Yeah, it is. It’s showing up in our government line, so it’s not in any of the categories. Well, it probably pops in two places, so just the straight-up government healthcare money hits our government line so that we can track it specifically. Some of it also hits, Ed, within our services category because we are seeing an uptick in insurance, in hospitals and doctors. Now that they have better clarity on what Obamacare looks like, they’re now able to provide certain services to people that a year ago there was a lot less clarity and they were standing on the sidelines waiting to get some guidance there. So two places – the government line and our services category; and as I mentioned to you, services was up double-digits in fourth quarter so you can see the impact there.

Edward Atorino – Benchmark

Want to put some numbers on what that’s adding to?

Brian Lawlor

No, not really.

Edward Atorino – Benchmark

Okay. Sorry about that. Thanks much.

Operator

Next question comes from the line of Barry Lucas with Gabelli & Company. Your line is open. Go ahead.

Barry Lucas – Gabelli & Co.

We’re on the ball today – thank you and good morning. I have several this morning, and let me start with Mr. Stautberg. One line item that sort of stuck out was real estate classified being up a sizzling 2%, which is still up, so I’m not belittling it, Tim; but is that primarily Naples or is it broader than that, and might one infer—could one infer that we’re seeing the bottom in that category?

Tim Stautberg

Yeah, Barry. What’s encouraging is it’s broader than Naples, and it’s broader than just our Florida markets. Naples is once again the one that’s up the most in terms of percentages, but we saw several of our other markets either flat to last year or up a little bit, so I think that is an encouraging sign that we’re bottoming out. I think a lot of the national news and press around real estate prices and a firming of that business supports that.

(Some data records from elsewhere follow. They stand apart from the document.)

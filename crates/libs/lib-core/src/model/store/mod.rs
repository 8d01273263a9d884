//! # Credential Store
//!
//! The [`CredentialStore`] capability and its implementations:
//!
//! - [`AccountRepository`] - SQLite via sqlx, used by the server
//! - [`MemoryCredentialStore`] - in-process, for tests and tooling
//!
//! Uniqueness of username and email is the store's job and must be atomic
//! with the insert (a `UNIQUE` constraint, or a check under the same write
//! lock). Callers may look names up first for a friendlier error, but only
//! the insert decides.

// region: --- Modules
pub mod account_repository;
pub mod memory;
pub mod models;
// endregion: --- Modules

// region: --- Re-exports
pub use account_repository::AccountRepository;
pub use memory::MemoryCredentialStore;
// endregion: --- Re-exports

// region: --- Types and Functions
use async_trait::async_trait;
use models::{AccountForCreate, AccountRecord};
use sqlx::sqlite::{SqliteConnectOptions, SqlitePoolOptions};
use sqlx::SqlitePool;
use std::str::FromStr;
use thiserror::Error;

/// Type alias for SQLite connection pool.
pub type DbPool = SqlitePool;

/// Persistence capability consumed by the account manager.
#[async_trait]
pub trait CredentialStore: Send + Sync {
    async fn find_by_username(&self, username: &str) -> Result<Option<AccountRecord>, StoreError>;

    async fn find_by_email(&self, email: &str) -> Result<Option<AccountRecord>, StoreError>;

    async fn find_by_id(&self, id: i64) -> Result<Option<AccountRecord>, StoreError>;

    /// Insert a new account, assigning its id and timestamps.
    ///
    /// Fails with [`StoreError::Conflict`] if the username or email is
    /// already taken, however recently.
    async fn insert(&self, account: AccountForCreate) -> Result<AccountRecord, StoreError>;
}

/// Column guarded by a uniqueness constraint.
#[derive(Debug, Clone, Copy, PartialEq, Eq)]
pub enum UniqueField {
    Username,
    Email,
}

#[derive(Debug, Clone, Error, PartialEq, Eq)]
pub enum StoreError {
    /// A uniqueness constraint rejected the write. The field is `None` when
    /// the backend did not say which one.
    #[error("Duplicate account ({0:?})")]
    Conflict(Option<UniqueField>),

    #[error("Storage failure: {0}")]
    Persistence(String),
}

impl From<sqlx::Error> for StoreError {
    fn from(err: sqlx::Error) -> Self {
        match &err {
            sqlx::Error::Database(db_err) if db_err.is_unique_violation() => {
                // SQLite: "UNIQUE constraint failed: accounts.username"
                let message = db_err.message();
                let field = if message.contains("accounts.username") {
                    Some(UniqueField::Username)
                } else if message.contains("accounts.email") {
                    Some(UniqueField::Email)
                } else {
                    None
                };
                StoreError::Conflict(field)
            }
            _ => StoreError::Persistence(err.to_string()),
        }
    }
}

/// Create a new SQLite connection pool, creating the database file if missing.
///
/// In-memory databases are per connection, so they get a single-connection pool.
pub async fn create_pool(database_url: &str) -> anyhow::Result<DbPool> {
    let options = SqliteConnectOptions::from_str(database_url)?.create_if_missing(true);

    let mut pool_options = SqlitePoolOptions::new();
    if database_url.contains(":memory:") {
        pool_options = pool_options.max_connections(1);
    }

    let pool = pool_options.connect_with(options).await?;

    Ok(pool)
}

/// Run the embedded schema migrations.
pub async fn migrate(pool: &DbPool) -> anyhow::Result<()> {
    sqlx::migrate!().run(pool).await?;
    Ok(())
}
// endregion: --- Types and Functions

So we’re encouraged by that, and I think Rich several years ago on a call said that Florida was on sale, and for the folks that jumped at that, I think they’ve seen a nice return; but we’re very encouraged by the broader base of support on the real estate end.

Barry Lucas – Gabelli & Co.

Great, thanks. And Brian, not to carp too much, but given the lay of the land that you described in terms of competitive races in your really attractive political markets, flattish kind of political on a pro forma basis with ’10 would strike me as potentially being a little bit light, so how conservative are you being on your estimates there on political?

Brian Lawlor

Look, I think that for what we know, we’re dead-on, so there’s lots that you don’t know. We know we’ve got six great Senate races, a couple of them—you know, Michigan is going to be a stop-gap race for the Democrats. We’ve got lean races in Colorado and McConnell will be a target. We’ve got some really nice gubernatorial races, a couple of them – Michigan, Colorado, Florida – we think are going to be really competitive. So look, we put a real hard pencil to what we know, which of those races we think will be supported by the parties, where we think that there will be some PAC money that comes in and so forth.

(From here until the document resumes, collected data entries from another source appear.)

//! # Identity Service
//!
//! The client-facing operations: register, login (authenticate then issue a
//! token), look an account up, and verify a presented token.

use crate::services::AccountManager;
use lib_auth::{Claims, TokenIssuer};
use lib_core::{Account, AppError, Config, CredentialStore, Result};
use std::sync::Arc;
use tracing::{info, instrument, warn};

/// Result of a successful login.
#[derive(Debug, Clone, PartialEq, Eq)]
pub struct LoginOutcome {
    pub account: Account,
    pub token: String,
}

pub struct IdentityService {
    accounts: AccountManager,
    tokens: TokenIssuer,
}

impl IdentityService {
    pub fn new(accounts: AccountManager, tokens: TokenIssuer) -> Self {
        Self { accounts, tokens }
    }

    /// Wire the service from configuration over the given store.
    pub fn from_config(config: &Config, store: Arc<dyn CredentialStore>) -> Result<Self> {
        let hasher = Arc::new(config.password_hasher()?);
        Ok(Self::new(
            AccountManager::new(store, hasher),
            config.token_issuer(),
        ))
    }

    pub fn accounts(&self) -> &AccountManager {
        &self.accounts
    }

    pub fn tokens(&self) -> &TokenIssuer {
        &self.tokens
    }

    pub async fn register(&self, username: &str, email: &str, password: &str) -> Result<Account> {
        self.accounts.register(username, email, password).await
    }

    /// Authenticate and issue a token for the account.
    #[instrument(skip(self, password), fields(username = %username))]
    pub async fn login(&self, username: &str, password: &str) -> Result<LoginOutcome> {
        let account = self.accounts.authenticate(username, password).await?;
        let token = self.tokens.issue(&account)?;

        info!("[LOGIN] Token issued (id: {})", account.id);
        Ok(LoginOutcome { account, token })
    }

    pub async fn get_account(&self, id: i64) -> Result<Account> {
        self.accounts.get_by_id(id).await
    }

    /// Validate a bearer token.
    pub fn verify_token(&self, token: &str) -> Result<Claims> {
        self.tokens.validate(token).map_err(|e| {
            warn!("[AUTH] Token rejected: {}", e);
            AppError::from(e)
        })
    }

    /// The account a validated token was issued for.
    pub async fn current_account(&self, claims: &Claims) -> Result<Account> {
        let id = claims.subject_id()?;
        self.accounts.get_by_id(id).await
    }
}
//! # Integration Tests
//!
//! The full account flow over HTTP.

use super::*;

#[tokio::test]
async fn test_register_login_me_flow() {
    let app = test_app().await;

    let alice = register_alice(&app).await;
    let token = login_alice(&app).await;

    let me = app
        .clone()
        .oneshot(get_request("/me", Some(&token)))
        .await
        .unwrap();
    assert_eq!(me.status(), StatusCode::OK);
    let me: AccountResponse = read_json(me).await;
    assert_eq!(me.username, "alice");
    assert_eq!(me.id, alice.id);

    let wrong = app
        .clone()
        .oneshot(json_request("POST", "/login", &login_request("alice", "wrong")))
        .await
        .unwrap();
    assert_error(wrong, StatusCode::UNAUTHORIZED, "InvalidCredentials").await;

    let duplicate = app
        .oneshot(json_request(
            "POST",
            "/users",
            &register_request("alice", "other@x.com", "x1234567"),
        ))
        .await
        .unwrap();
    assert_error(duplicate, StatusCode::CONFLICT, "UsernameTaken").await;
}

#[tokio::test]
async fn test_responses_carry_request_id() {
    let app = test_app().await;

    let first = app
        .clone()
        .oneshot(get_request("/health", None))
        .await
        .unwrap();
    let second = app.oneshot(get_request("/nope", None)).await.unwrap();

    let first_id = first.headers().get("x-request-id").unwrap();
    let second_id = second.headers().get("x-request-id").unwrap();
    assert_eq!(first_id.len(), 36);
    assert_ne!(first_id, second_id);
}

Always the question is where is the issue money going to come from? What are going to be the issues? Is California going to get a whacky issue or two, which can always be fruitful for our broadcast company? So those are the things we don’t know yet. We’re also—you know, we call the races as we see them now. If something—we use a metric of eight points. If one of the races moves beyond eight points, it suddenly loses its competitiveness and we start to see the outside funding dry up, so we try and model all of that. So we think that the number we have put out there is dead-on to what we see today, but if things pop up that we don’t know, that could make some of these races more additive and really it will depend on what issues pop up and who is supporting those that can really break us out.

Barry Lucas – Gabelli & Co.

Great. One last one for you, Brian, and maybe to a certain extent to Tim and Rich. You’ve described the appetite, let’s say, for adding duopolies in new geographies, but a, what do you see in the M&A pipeline at this point; and maybe for Tim and Rich, what level of balance sheet use would you be comfortable with for something really attractive – let’s say, another McGraw Hill or even larger, if something like that came up?

Brian Lawlor

I’ll start first, Barry. You know, obviously last year was a wild year in terms of M&A, and a lot of the players you would have expected to put their groups on the markets did. A lot of that was private equity that had been hanging in there for a long time that now could get the return they wanted, so I think a lot of the—excuse the term, the low-hanging fruit kind of moved along.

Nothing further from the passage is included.